» **Work instructions**
Every entry below must be transcribed exactly, with no line missing.

(Stored items)
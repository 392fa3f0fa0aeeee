pub mod clock;
pub mod controller;
pub mod engine;
pub mod loop_worker;
pub mod registry;
pub mod sampler;

pub use clock::{Clock, ManualClock, SystemClock};
pub use controller::{SessionController, SessionHandle};
pub use engine::{SessionEngine, SessionReport, Tick, CHECKPOINT_VERSION};
pub use loop_worker::{SessionCommand, SessionEvent};
pub use registry::SessionRegistry;
pub use sampler::TelemetrySampler;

» **Solved exercise**
repository 392fa3f0fa0aeeee
pub mod clock;
pub mod controller;
pub mod engine;
pub mod loop_worker;
pub mod registry;
pub mod sampler;

pub use clock::{Clock, ManualClock, SystemClock};
pub use controller::{SessionController, SessionHandle};
pub use engine::{SessionEngine, SessionReport, Tick, CHECKPOINT_VERSION};
pub use loop_worker::{SessionCommand, SessionEvent};
pub use registry::SessionRegistry;
pub use sampler::TelemetrySampler;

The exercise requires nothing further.